### Dataset entries
╔══
//! Arc-length reparameterization.
//!
//! A curve's native parameter rarely moves at constant speed. The
//! reparameterized view maps a distance `s` along the curve back to the
//! native parameter, so evaluating at evenly spaced `s` gives evenly spaced
//! points.
//!
//! Inversion uses a table of segments built once at construction. A lookup
//! binary-searches the table for the segment containing `s`, then refines
//! with a safeguarded Newton iteration seeded by linear interpolation.

use tracing::debug;

use crate::{ArcLengthParams, CurveEvaluator, Point, Quadrature, RootFinder};

/// One entry of the arc-length table.
///
/// Arc lengths are measured from the start of the source curve's domain.
#[derive(Debug, Clone, Copy, PartialEq)]
pub struct ArcSegment {
    /// Arc length at `param_start`.
    pub arc_start: f64,
    /// Arc length at `param_end`.
    pub arc_end: f64,
    /// Native parameter at the segment start.
    pub param_start: f64,
    /// Native parameter at the segment end.
    pub param_end: f64,
}

/// A curve parameterized by arc length over `[0, total_length]`.
///
/// # Example
///
/// ```
/// use curve_eval::{BSplineCurve, CurveEvaluator, point};
///
/// let curve = BSplineCurve::new(
///     vec![point(&[0.0, 0.0]), point(&[1.0, 2.0]), point(&[2.0, 0.0])],
///     vec![0.0, 0.0, 0.0, 1.0, 1.0, 1.0],
/// )
/// .unwrap();
///
/// let by_length = curve.to_arc_length_param();
/// let (_, total) = by_length.end_points();
/// assert!((total - curve.total_length()).abs() < 1e-6);
///
/// // Moving along by distance gives unit speed
/// assert!((by_length.velocity(0.3 * total).norm() - 1.0).abs() < 1e-9);
/// ```
#[derive(Debug, Clone)]
pub struct ArcLengthReparam<C> {
    inner: C,
    params: ArcLengthParams,
    segments: Vec<ArcSegment>,
    total_length: f64,
}

impl<C: CurveEvaluator> ArcLengthReparam<C> {
    /// Build the reparameterization with default parameters.
    pub fn new(inner: C) -> Self {
        Self::with_params(inner, ArcLengthParams::default())
    }

    /// Build the reparameterization with custom parameters.
    pub fn with_params(inner: C, params: ArcLengthParams) -> Self {
        let quad = Quadrature::new(params.quadrature);
        let (start, end) = inner.end_points();
        let sign = direction(start, end);
        let speed = |t: f64| inner.speed(t);

        // Lengths are positive whichever way the domain runs
        let estimate = sign * quad.integrate(speed, start, end);
        let count = params.segment_count(estimate).max(1);
        let step = (end - start) / count as f64;

        let mut segments = Vec::with_capacity(count);
        let mut arc = 0.0;
        for i in 0..count {
            let param_start = start + step * i as f64;
            let param_end = if i + 1 == count { end } else { start + step * (i + 1) as f64 };
            let length = sign * quad.integrate(speed, param_start, param_end);
            segments.push(ArcSegment {
                arc_start: arc,
                arc_end: arc + length,
                param_start,
                param_end,
            });
            arc += length;
        }

        debug!(
            segments = count,
            total_length = arc,
            "Built arc-length table"
        );

        Self {
            inner,
            params,
            segments,
            total_length: arc,
        }
    }

    /// The source curve.
    pub fn inner(&self) -> &C {
        &self.inner
    }

    /// Consume the view and return the source curve.
    pub fn into_inner(self) -> C {
        self.inner
    }

    /// The arc-length table, in order of travel from the domain start.
    pub fn segments(&self) -> &[ArcSegment] {
        &self.segments
    }

    /// The parameters used to build and invert the table.
    pub fn params(&self) -> &ArcLengthParams {
        &self.params
    }

    /// Native parameter of the source curve at arc length `s`.
    ///
    /// Values of `s` slightly outside `[0, total_length]` extrapolate past
    /// the domain ends instead of failing. Domains with `end < start` are
    /// walked from `start` as well.
    pub fn get_coordinate(&self, s: f64) -> f64 {
        let (start, end) = self.inner.end_points();
        let sign = direction(start, end);
        if self.total_length <= 0.0 || s.is_nan() {
            return if s.is_nan() { s } else { start };
        }

        let last = self.segments.len() - 1;
        let index = self
            .segments
            .partition_point(|seg| seg.arc_end < s)
            .min(last);
        let seg = self.segments[index];

        // The solver works on x = sign * t, along which arc length never decreases
        let (lower, upper) = if s < 0.0 {
            (None, Some(sign * start))
        } else if s > self.total_length {
            (Some(sign * end), None)
        } else {
            (Some(sign * seg.param_start), Some(sign * seg.param_end))
        };

        let span = seg.arc_end - seg.arc_start;
        let frac = if span > 0.0 { (s - seg.arc_start) / span } else { 0.0 };
        let guess = seg.param_start + frac * (seg.param_end - seg.param_start);

        let quad = Quadrature::new(self.params.quadrature);
        let root = RootFinder::new(self.params.root);
        let x = root.solve(
            |x| {
                seg.arc_start
                    + sign * quad.integrate(|t| self.inner.speed(t), seg.param_start, sign * x)
            },
            |x| self.inner.speed(sign * x),
            s,
            sign * guess,
            lower,
            upper,
        );
        sign * x
    }
}

/// `-1` when the domain runs backwards, `1` otherwise.
fn direction(start: f64, end: f64) -> f64 {
    if end < start { -1.0 } else { 1.0 }
}

impl<C: CurveEvaluator> CurveEvaluator for ArcLengthReparam<C> {
    fn evaluate(&self, s: f64) -> Point {
        self.inner.evaluate(self.get_coordinate(s))
    }

    fn end_points(&self) -> (f64, f64) {
        (0.0, self.total_length)
    }

    /// Unit tangent of the source curve, since `dt/ds = 1 / speed`.
    fn velocity(&self, s: f64) -> Point {
        self.inner.tangent(self.get_coordinate(s))
    }

    fn accel(&self, s: f64) -> Point {
        let t = self.get_coordinate(s);
        let v = self.inner.velocity(t);
        let speed_sq = v.norm_squared();
        if speed_sq == 0.0 {
            return Point::zeros(v.len());
        }
        let a = self.inner.accel(t);
        // d²C/ds² = a / |v|² - v (v·a) / |v|⁴
        &a / speed_sq - &v * (v.dot(&a) / (speed_sq * speed_sq))
    }

    fn speed(&self, _s: f64) -> f64 {
        1.0
    }

    fn arc_length(&self, s: f64) -> f64 {
        s
    }

    fn total_length(&self) -> f64 {
        self.total_length
    }
}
╚══
### EXERCISE DETAILS
When a line among the entries above contains "domain", copy it.

### ANSWER TO THIS PROBLEM
/// Arc lengths are measured from the start of the source curve's domain.
        // Lengths are positive whichever way the domain runs
    /// The arc-length table, in order of travel from the domain start.
    /// the domain ends instead of failing. Domains with `end < start` are
/// `-1` when the domain runs backwards, `1` otherwise.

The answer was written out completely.